== Segment start ==
impl Session {
    pub fn new(
        mut options: Options,
        frontend: Rc<dyn Frontend>,
        codegen: Rc<dyn CodeGen>,
    ) -> Result<Self> {
        options.finalize();
        version::check_toolchain_version(&options.lib_root, codegen.language_version())?;

        let install_suffix = if options.minify { "min" } else { "" };
        let bctx = BuildContext::new(
            install_suffix,
            &options.build_tags,
            options.lib_root.clone(),
            options.workspaces(),
            Arc::clone(&options.toolchain_fs),
            codegen.language_version(),
        );
        let watcher = if options.watch {
            Some(WatchSet::new()?)
        } else {
            None
        };
        Ok(Self {
            options,
            bctx,
            archives: HashMap::new(),
            types: HashMap::new(),
            frontend,
            codegen,
            watcher,
        })
    }

    #[must_use]
    pub fn options(&self) -> &Options {
        &self.options
    }

    #[must_use]
    pub fn build_context(&self) -> &BuildContext {
        &self.bctx
    }

    #[must_use]
    pub fn install_suffix(&self) -> &'static str {
        if self.options.minify {
            "min"
        } else {
            ""
        }
    }

    /// The cached archive for an import path, if it has been built.
    #[must_use]
    pub fn archive(&self, import_path: &str) -> Option<Rc<Archive>> {
        self.archives.get(import_path).cloned()
    }

    /// Type information the code generator produced for an import path.
    #[must_use]
    pub fn type_info(&self, import_path: &str) -> Option<Rc<TypeInfo>> {
        self.types.get(import_path).cloned()
    }

    /// Builds the package found in `package_dir` and, for executables,
    /// links the output (defaulting to `<base>.js` in the working
    /// directory).
    pub fn build_dir(&mut self, package_dir: &Path, output: Option<&Path>) -> Result<()> {
        if let Some(watcher) = &mut self.watcher {
            watcher.add(package_dir);
        }
        let mut pkg = resolver::import_dir(&self.bctx, package_dir, ImportMode::default())?;
        let archive = self.build_package(&mut pkg)?;

        let output = match output {
            Some(path) => path.to_path_buf(),
            None => {
                let base = package_dir
                    .file_name()
                    .map(|name| name.to_string_lossy().into_owned())
                    .unwrap_or_else(|| "out".to_string());
                PathBuf::from(format!("{base}.js"))
            }
        };
        if pkg.is_command() && !pkg.up_to_date {
            let archive = archive
                .ok_or_else(|| Error::internal("command package produced no archive"))?;
            self.write_command_package(&archive, &output)?;
        }
        Ok(())
    }

    /// Builds a `main` package synthesized from loose files, partitioned
    /// into sources and scripts by suffix, and links the output.
    pub fn build_files(
        &mut self,
        filenames: &[String],
        output: &Path,
        package_dir: &Path,
    ) -> Result<()> {
        let mut pkg = PackageDescriptor {
            import_path: MAIN_PACKAGE.to_string(),
            name: MAIN_PACKAGE.to_string(),
            dir: package_dir.to_path_buf(),
            ..PackageDescriptor::default()
        };
        for file in filenames {
            if file.ends_with(SCRIPT_SUFFIX) {
                pkg.script_files.push(file.clone());
            } else {
                pkg.g_files.push(file.clone());
            }
        }

        let archive = self
            .build_package(&mut pkg)?
            .ok_or_else(|| Error::internal("loose-file build produced no archive"))?;
        let is_main = self
            .types
            .get(MAIN_PACKAGE)
            .map(|info| info.name == MAIN_PACKAGE)
            .unwrap_or(false);
        if !is_main {
            return Err(Error::resolve("cannot build/run non-main package"));
        }
        self.write_command_package(&archive, output)
    }

    /// Resolves and builds an import path. `None` exactly when the package
    /// is an executable whose linked output is already up to date.
    pub fn build_import_path(&mut self, path: &str) -> Result<Option<Rc<Archive>>> {
        let (_pkg, archive) = self.build_import_path_in(path, Path::new(""))?;
        Ok(archive)
    }

    fn build_import_path_in(
        &mut self,
        path: &str,
        src_dir: &Path,
    ) -> Result<(PackageDescriptor, Option<Rc<Archive>>)> {
        let mut pkg =
            resolver::import_with_src_dir(&self.bctx, path, src_dir, ImportMode::default(), self.install_suffix())?;
        if let Some(watcher) = &mut self.watcher {
            watcher.add(&pkg.dir);
        }
        let archive = self.build_package(&mut pkg)?;
        Ok((pkg, archive))
    }

    /// Builds one resolved package: memoized per import path, staleness
    /// checked against the stored archive, dependencies built depth-first.
    /// Returns `None` exactly for up-to-date executables.
    pub fn build_package(&mut self, pkg: &mut PackageDescriptor) -> Result<Option<Rc<Archive>>> {
        if let Some(archive) = self.archives.get(&pkg.import_path) {
            return Ok(Some(Rc::clone(archive)));
        }

        if pkg.has_object() {
            // Seed with the toolchain binary's own modification time so a
            // toolchain upgrade invalidates every cached archive.
            pkg.source_mod_time = match env::current_exe()
                .and_then(fs::metadata)
                .and_then(|meta| meta.modified())
            {
                Ok(time) => time,
                Err(_) => {
                    eprintln!(
                        "Could not get the glintjs binary's modification timestamp. Please report issue."
                    );
                    SystemTime::now()
                }
            };

            let imports = pkg.imports.clone();
            for import in imports {
                if import == UNSAFE_IMPORT || !self.import_in_own_files(pkg, &import) {
                    // Implicit toolchain additions do not feed staleness.
                    continue;
                }
                let src_dir = pkg.dir.clone();
                let (dep, _archive) = self.build_import_path_in(&import, &src_dir)?;
                if dep.source_mod_time > pkg.source_mod_time {
                    pkg.source_mod_time = dep.source_mod_time;
                }
            }

            let mut newest = pkg.source_mod_time;
            for name in pkg.g_files.iter().chain(pkg.script_files.iter()) {
                let meta = self.bctx.stat(&pkg.dir.join(name))?;
                if meta.modified > newest {
                    newest = meta.modified;
                }
            }
            pkg.source_mod_time = newest;

            if let Ok(object_meta) = fs::metadata(&pkg.object_path) {
                let object_time = object_meta.modified().unwrap_or(SystemTime::UNIX_EPOCH);
                if pkg.source_mod_time <= object_time {
                    pkg.up_to_date = true;
                    if pkg.is_command() {
                        return Ok(None);
                    }
                    debug!(import_path = %pkg.import_path, "loading up-to-date archive");
                    let data = fs::read(&pkg.object_path)?;
                    let generator = Rc::clone(&self.codegen);
                    let archive = {
                        let mut imports = SessionImports::new(self, pkg.dir.clone());
                        generator.read_archive(&pkg.import_path, &data, &mut imports)?
                    };
                    let archive = Rc::new(archive);
                    self.archives
                        .insert(pkg.import_path.clone(), Rc::clone(&archive));
                    return Ok(Some(archive));
                }
            }
        }

        let files = augment::parse_and_augment(
            &self.bctx,
            self.frontend.as_ref(),
            &self.options.natives_fs,
            pkg,
            false,
        )?;

        let generator = Rc::clone(&self.codegen);
        let minify = self.options.minify;
        let mut archive = {
            let mut imports = SessionImports::new(self, pkg.dir.clone());
            generator.compile(&pkg.import_path, files, minify, &mut imports)?
        };

        for script in &pkg.script_files {
            let code = self.bctx.open_file(&pkg.dir.join(script))?;
            archive
                .included_scripts
                .extend_from_slice(b"\t(function() {\n");
            archive.included_scripts.extend_from_slice(&code);
            archive
                .included_scripts
                .extend_from_slice(b"\n\t}).call($global);\n");
        }

        if self.options.verbose {
            println!("{}", pkg.import_path);
        }
        info!(import_path = %pkg.import_path, "compiled package");

        let archive = Rc::new(archive);
        self.archives
            .insert(pkg.import_path.clone(), Rc::clone(&archive));

        if !pkg.has_object() || pkg.is_command() {
            return Ok(Some(archive));
        }

        if let Err(err) = self.write_library_package(&archive, &pkg.object_path) {
            if pkg.object_path.starts_with(&self.options.lib_root) {
                // The library tree may be read-only; persist under the
                // first workspace instead.
                if let (Some(first), Ok(rel)) = (
                    self.bctx.workspaces.first().cloned(),
                    pkg.object_path.strip_prefix(&self.options.lib_root),
                ) {
                    self.write_library_package(&archive, &first.join(rel))?;
                    return Ok(Some(archive));
                }
            }
            return Err(err);
        }
        Ok(Some(archive))
    }

    /// Whether an import is mentioned by one of the package's own source
    /// files, rather than added implicitly by the toolchain.
    fn import_in_own_files(&self, pkg: &PackageDescriptor, import: &str) -> bool {
        let Some(positions) = pkg.import_positions.get(import) else {
            return false;
        };
        positions.iter().any(|pos| {
            let base = Path::new(&pos.filename)
                .file_name()
                .and_then(|name| name.to_str())
                .unwrap_or("");
            pkg.g_files.iter().any(|file| file == base)
        })
    }

    fn write_library_package(&self, archive: &Archive, object_path: &Path) -> Result<()> {
        if let Some(parent) = object_path.parent() {
            fs::create_dir_all(parent)?;
        }
        let mut file = fs::File::create(object_path)?;
        self.codegen.write_archive(archive, &mut file)
    }

    /// Links an executable: walks the transitive archive closure, emits
    /// the program through the source-map filter, and finalizes the
    /// optional `.map` sibling.
    pub fn write_command_package(&mut self, archive: &Rc<Archive>, output: &Path) -> Result<()> {
        if let Some(parent) = output.parent().filter(|parent| !parent.as_os_str().is_empty()) {
            fs::create_dir_all(parent)?;
        }
        let base = output
            .file_name()
            .map(|name| name.to_string_lossy().into_owned())
            .unwrap_or_else(|| "out.js".to_string());

        let generator = Rc::clone(&self.codegen);
        let deps = generator.dependency_closure(archive, &mut |path| {
            if let Some(existing) = self.archives.get(path) {
                return Ok(Rc::clone(existing));
            }
            let (_pkg, built) = self.build_import_path_in(path, Path::new(""))?;
            built.ok_or_else(|| Error::internal(format!("dependency {path} produced no archive")))
        })?;
        debug!(output = %output.display(), deps = deps.len(), "linking command package");

        let mut code_file = fs::File::create(output)?;
        if self.options.create_map_file {
            let mut map_name = output.as_os_str().to_os_string();
            map_name.push(".map");
            let mut map_file = fs::File::create(PathBuf::from(map_name))?;
            let mut map = SourceMap::new(&base);
            {
                let mut filter = SourceMapFilter::new(&mut code_file);
                filter.set_mapping_callback(link::mapping_callback(
                    &mut map,
                    self.options.lib_root.clone(),
                    self.bctx.workspaces.clone(),
                    self.options.map_to_local_disk,
                ));
                generator.write_program(&deps, &mut filter)?;
            }
            map.write_to(&mut map_file)?;
            writeln!(code_file, "//# sourceMappingURL={base}.map")?;
        } else {
            let mut filter = SourceMapFilter::new(&mut code_file);
            generator.write_program(&deps, &mut filter)?;
        }
        Ok(())
    }

    /// Blocks until a watched source changes. No-op without `watch`.
    pub fn wait_for_change(&mut self) {
        if let Some(watcher) = self.watcher.take() {
            watcher.wait_for_change(&self.options);
        }
    }
}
== Segment end ==
**Task brief**:
State only the count of lines above that hold the string "insert".

**Finished task**:
2